Jackal jackal, p.3

Jackal, Jackal, page 3

 

Jackal, Jackal
Select Voice:
Brian (uk)
Emma (uk)  
Amy (uk)
Eric (us)
Ivy (us)
Joey (us)
Salli (us)  
Justin (us)
Jennifer (us)  
Kimberly (us)  
Kendra (us)
Russell (au)
Nicole (au)



Larger Font   Reset Font Size   Smaller Font  



  “Close? But...” Wande looked about him; the general departure lounge which had been teeming with people half an hour ago was nearly empty. “I have nowhere to go.”

  Her emotionless stare told him that it was not her problem.

  V. Madness at the Ranch

  Half an hour later, Wande found himself squashed in the back of a stinking farm truck, trundling down the dirt road to Eben Cattle Ranch. After inquiring extensively, he had learned that the nearest motel was thirty kilometres from the station, and would cost him more than half of what he had left, leaving him with little money to purchase a ticket. Also, it was too far and he did not want to miss the train in the morning. That was when Abdul, one of the young men whom he had been interrogating, told him he could stay the night on the ranch. No, he did not own the ranch, but was a simple cowhand. What was more, he made early morning rounds to town, dropping off fresh cow milk and if Wande liked, he could drop him off at the station with plenty of time to catch his train. All he had to pay was ten-thousand naira.

  “Ten thousand naira?”

  “Chicken change,” said Abdul, sucking on his blunt.

  “But that is—” Too much? Yes, it was. But it was better than the fifty thousand he would pay at the motel. At least this way he would have just enough to buy a ticket in the morning. “Yes, fine. Thank you.”

  “Dun worry, ma man,” Abdul grinned, allowing Wande a full view of his rotten dentition. “I do dis every time. I be good Samaritan.”

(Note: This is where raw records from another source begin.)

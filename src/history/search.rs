//! インクリメンタル検索の状態管理

use crate::editor::Snapshot;
use regex::Regex;

/// 検索方向
#[derive(Debug, Clone, Copy, PartialEq, Eq)]
pub enum SearchDirection {
    Backward,
    Forward,
}

impl SearchDirection {
    pub fn reversed(self) -> Self {
        match self {
            SearchDirection::Backward => SearchDirection::Forward,
            SearchDirection::Forward => SearchDirection::Backward,
        }
    }
}

/// インクリメンタル検索の内部状態
#[derive(Debug, Clone)]
pub struct SearchState {
    /// 検索パターン
    pub pattern: String,
    /// 検索方向
    pub direction: SearchDirection,
    /// グロブパターンとして扱うか
    pub glob: bool,
    /// vi の `/` `?` 由来（Enterで確定する）
    pub vi: bool,
    /// マッチ失敗状態
    pub failed: bool,
    /// 現在一致している履歴位置
    pub match_index: usize,
    /// 検索開始時のバッファ
    pub origin: Snapshot,
    /// 検索開始時の履歴位置
    pub origin_index: usize,
}

impl SearchState {
    pub fn new(direction: SearchDirection, origin: Snapshot, origin_index: usize) -> Self {
        Self {
            pattern: String::new(),
            direction,
            glob: false,
            vi: false,
            failed: false,
            match_index: origin_index,
            origin,
            origin_index,
        }
    }

    /// 表示用の検索プロンプト
    pub fn prompt(&self) -> String {
        let mut prompt = String::new();
        if self.failed {
            prompt.push_str("failing ");
        }
        if self.glob {
            prompt.push_str("pattern ");
        }
        match self.direction {
            SearchDirection::Backward => prompt.push_str("bck-i-search: "),
            SearchDirection::Forward => prompt.push_str("fwd-i-search: "),
        }
        prompt.push_str(&self.pattern);
        prompt
    }
}

/// 検索パターンの照合器
#[derive(Debug, Clone)]
pub enum SearchMatcher {
    Literal(String),
    Pattern(Regex),
}

impl SearchMatcher {
    /// パターンから作成。グロブが正規表現にならない場合は None
    pub fn new(pattern: &str, glob: bool) -> Option<Self> {
        if glob {
            Regex::new(&glob_to_regex(pattern)).ok().map(SearchMatcher::Pattern)
        } else {
            Some(SearchMatcher::Literal(pattern.to_string()))
        }
    }

    /// 一致位置（文字単位）。後方検索では最後の一致を返す
    pub fn find(&self, text: &str, backward: bool) -> Option<usize> {
        let byte = match self {
            SearchMatcher::Literal(pattern) => {
                if backward {
                    text.rfind(pattern.as_str())
                } else {
                    text.find(pattern.as_str())
                }
            }
            SearchMatcher::Pattern(regex) => {
                let mut found = regex.find_iter(text).map(|m| m.start());
                if backward {
                    found.last()
                } else {
                    found.next()
                }
            }
        }?;
        Some(text[..byte].chars().count())
    }
}

/// グロブ（`*` `?` `[...]`）を正規表現へ変換する
pub fn glob_to_regex(glob: &str) -> String {
    let mut out = String::with_capacity(glob.len() * 2);
    let mut chars = glob.chars().peekable();
    while let Some(c) = chars.next() {
        match c {
            '*' => out.push_str(".*"),
            '?' => out.push('.'),
            '[' => {
                let mut class = String::new();
                let mut closed = false;
                for inner in chars.by_ref() {
                    if inner == ']' {
                        closed = true;
                        break;
                    }
                    class.push(inner);
                }
                if closed && !class.is_empty() {
                    out.push('[');
                    if let Some(rest) = class.strip_prefix('!') {
                        out.push('^');
                        out.push_str(&rest.replace('\\', "\\\\"));
                    } else {
                        out.push_str(&class.replace('\\', "\\\\"));
                    }
                    out.push(']');
                } else {
                    out.push_str(&regex::escape("["));
                    out.push_str(&regex::escape(&class));
                    if closed {
                        out.push_str(&regex::escape("]"));
                    }
                }
            }
            '\\' => {
                if let Some(next) = chars.next() {
                    out.push_str(&regex::escape(&next.to_string()));
                }
            }
            other => out.push_str(&regex::escape(&other.to_string())),
        }
    }
    out
}
//! キー入力元
//!
//! 端末から読む `CrosstermKeySource` と、テスト用にあらかじめ並べたキーを返す
//! `ScriptedKeySource` を提供する。どちらも曖昧な割り当ての解決に使う
//! タイムアウト付き読み取りをサポートする。

use super::key::{Key, KeySequence};
use crate::error::Result;
use crossterm::event::{self, Event, KeyEventKind};
use std::collections::VecDeque;
use std::time::{Duration, Instant};

/// 入力元から得られる1イベント
#[derive(Debug, Clone, Copy, PartialEq, Eq)]
pub enum KeyInput {
    Key(Key),
    /// タイムアウト付き読み取りで時間切れ
    Timeout,
    /// 入力終端
    Eof,
}

/// 生のキー入力元
pub trait KeySource {
    /// 次のキーを待つ（時間制限なし）
    fn read_key(&mut self) -> Result<KeyInput>;

    /// 指定時間内に届いたキーを返す。届かなければ `Timeout`
    fn read_key_timeout(&mut self, timeout: Duration) -> Result<KeyInput>;
}

/// crossterm のイベントキューからキーを読む
///
/// 端末は呼び出し側でrawモードにしておくこと。
#[derive(Debug, Default)]
pub struct CrosstermKeySource {
    pasted: VecDeque<Key>,
}

impl CrosstermKeySource {
    pub fn new() -> Self {
        Self::default()
    }

    fn translate(&mut self, event: Event) -> Option<Key> {
        match event {
            Event::Key(key) if key.kind != KeyEventKind::Release => Some(Key::from(key)),
            Event::Paste(text) => {
                self.pasted.extend(text.chars().map(Key::char));
                self.pasted.pop_front()
            }
            _ => None,
        }
    }
}

impl KeySource for CrosstermKeySource {
    fn read_key(&mut self) -> Result<KeyInput> {
        if let Some(key) = self.pasted.pop_front() {
            return Ok(KeyInput::Key(key));
        }
        loop {
            let event = event::read()?;
            if let Some(key) = self.translate(event) {
                return Ok(KeyInput::Key(key));
            }
        }
    }

    fn read_key_timeout(&mut self, timeout: Duration) -> Result<KeyInput> {
        if let Some(key) = self.pasted.pop_front() {
            return Ok(KeyInput::Key(key));
        }
        let deadline = Instant::now() + timeout;
        loop {
            let remaining = deadline.saturating_duration_since(Instant::now());
            if remaining.is_zero() || !event::poll(remaining)? {
                return Ok(KeyInput::Timeout);
            }
            let event = event::read()?;
            if let Some(key) = self.translate(event) {
                return Ok(KeyInput::Key(key));
            }
        }
    }
}

#[derive(Debug, Clone, Copy, PartialEq, Eq)]
enum Step {
    Key(Key),
    Pause,
}

/// 事前に並べたキーを順に返す入力元
///
/// `pause()` はタイムアウト付き読み取りでのみ `Timeout` として消費され、
/// 通常の読み取りでは読み飛ばされる。キーを使い切ると `Eof` を返し続ける。
#[derive(Debug, Clone, Default)]
pub struct ScriptedKeySource {
    steps: VecDeque<Step>,
}

impl ScriptedKeySource {
    pub fn new() -> Self {
        Self::default()
    }

    /// 文字列の各文字を修飾なしキーとして追加
    pub fn text(mut self, text: &str) -> Self {
        self.steps.extend(text.chars().map(|c| Step::Key(Key::char(c))));
        self
    }

    pub fn key(mut self, key: Key) -> Self {
        self.steps.push_back(Step::Key(key));
        self
    }

    pub fn keys(mut self, seq: &KeySequence) -> Self {
        self.steps.extend(seq.keys.iter().copied().map(Step::Key));
        self
    }

    /// 打鍵間の間（曖昧割り当てのタイムアウトを発生させる）
    pub fn pause(mut self) -> Self {
        self.steps.push_back(Step::Pause);
        self
    }

    /// 残りのキー数（間は数えない）
    pub fn remaining(&self) -> usize {
        self.steps.iter().filter(|s| matches!(s, Step::Key(_))).count()
    }
}

impl KeySource for ScriptedKeySource {
    fn read_key(&mut self) -> Result<KeyInput> {
        while let Some(step) = self.steps.pop_front() {
            if let Step::Key(key) = step {
                return Ok(KeyInput::Key(key));
            }
        }
        Ok(KeyInput::Eof)
    }

    fn read_key_timeout(&mut self, _timeout: Duration) -> Result<KeyInput> {
        match self.steps.pop_front() {
            Some(Step::Key(key)) => Ok(KeyInput::Key(key)),
            Some(Step::Pause) => Ok(KeyInput::Timeout),
            None => Ok(KeyInput::Eof),
        }
    }
}

#[cfg(test)]
mod tests {
    use super::*;

    #[test]
    fn test_scripted_pause_only_affects_timed_reads() {
        let mut source = ScriptedKeySource::new().text("a").pause().text("b").pause();
        assert_eq!(source.remaining(), 2);
        assert_eq!(source.read_key().unwrap(), KeyInput::Key(Key::char('a')));
        assert_eq!(source.read_key_timeout(Duration::from_millis(10)).unwrap(), KeyInput::Timeout);
        assert_eq!(source.read_key_timeout(Duration::from_millis(10)).unwrap(), KeyInput::Key(Key::char('b')));
        assert_eq!(source.read_key().unwrap(), KeyInput::Eof);
        assert_eq!(source.read_key().unwrap(), KeyInput::Eof);
    }

    #[test]
    fn test_scripted_sequences() {
        let seq = KeySequence::parse("C-x C-u").unwrap();
        let mut source = ScriptedKeySource::new().keys(&seq).key(Key::ctrl('a'));
        assert_eq!(source.read_key().unwrap(), KeyInput::Key(Key::ctrl('x')));
        assert_eq!(source.read_key().unwrap(), KeyInput::Key(Key::ctrl('u')));
        assert_eq!(source.read_key().unwrap(), KeyInput::Key(Key::ctrl('a')));
    }
}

  The sky was the deep blue of evening when they arrived at the Ranch. As Abdul brought his truck to a sputtering halt in front of a two-story building, Wande started, nearly shitting himself before realizing that this was not a certain other two-story building he had become frighteningly acquainted with; this was a quaint, if somewhat lopsided, log house.

  “Home, sweet home!” barked Abdul.

  Acres and acres of smooth, rolling fields spread out about Wande as far as his eyes could see. In the distance, the clouds came so low that they kissed the mountain-tops. Wande could not help but notice that the comforting noise of civilization was glaringly absent; there was instead the depressing mooing of lethargically grazing cows set against the ominous backdrop of cricking crickets.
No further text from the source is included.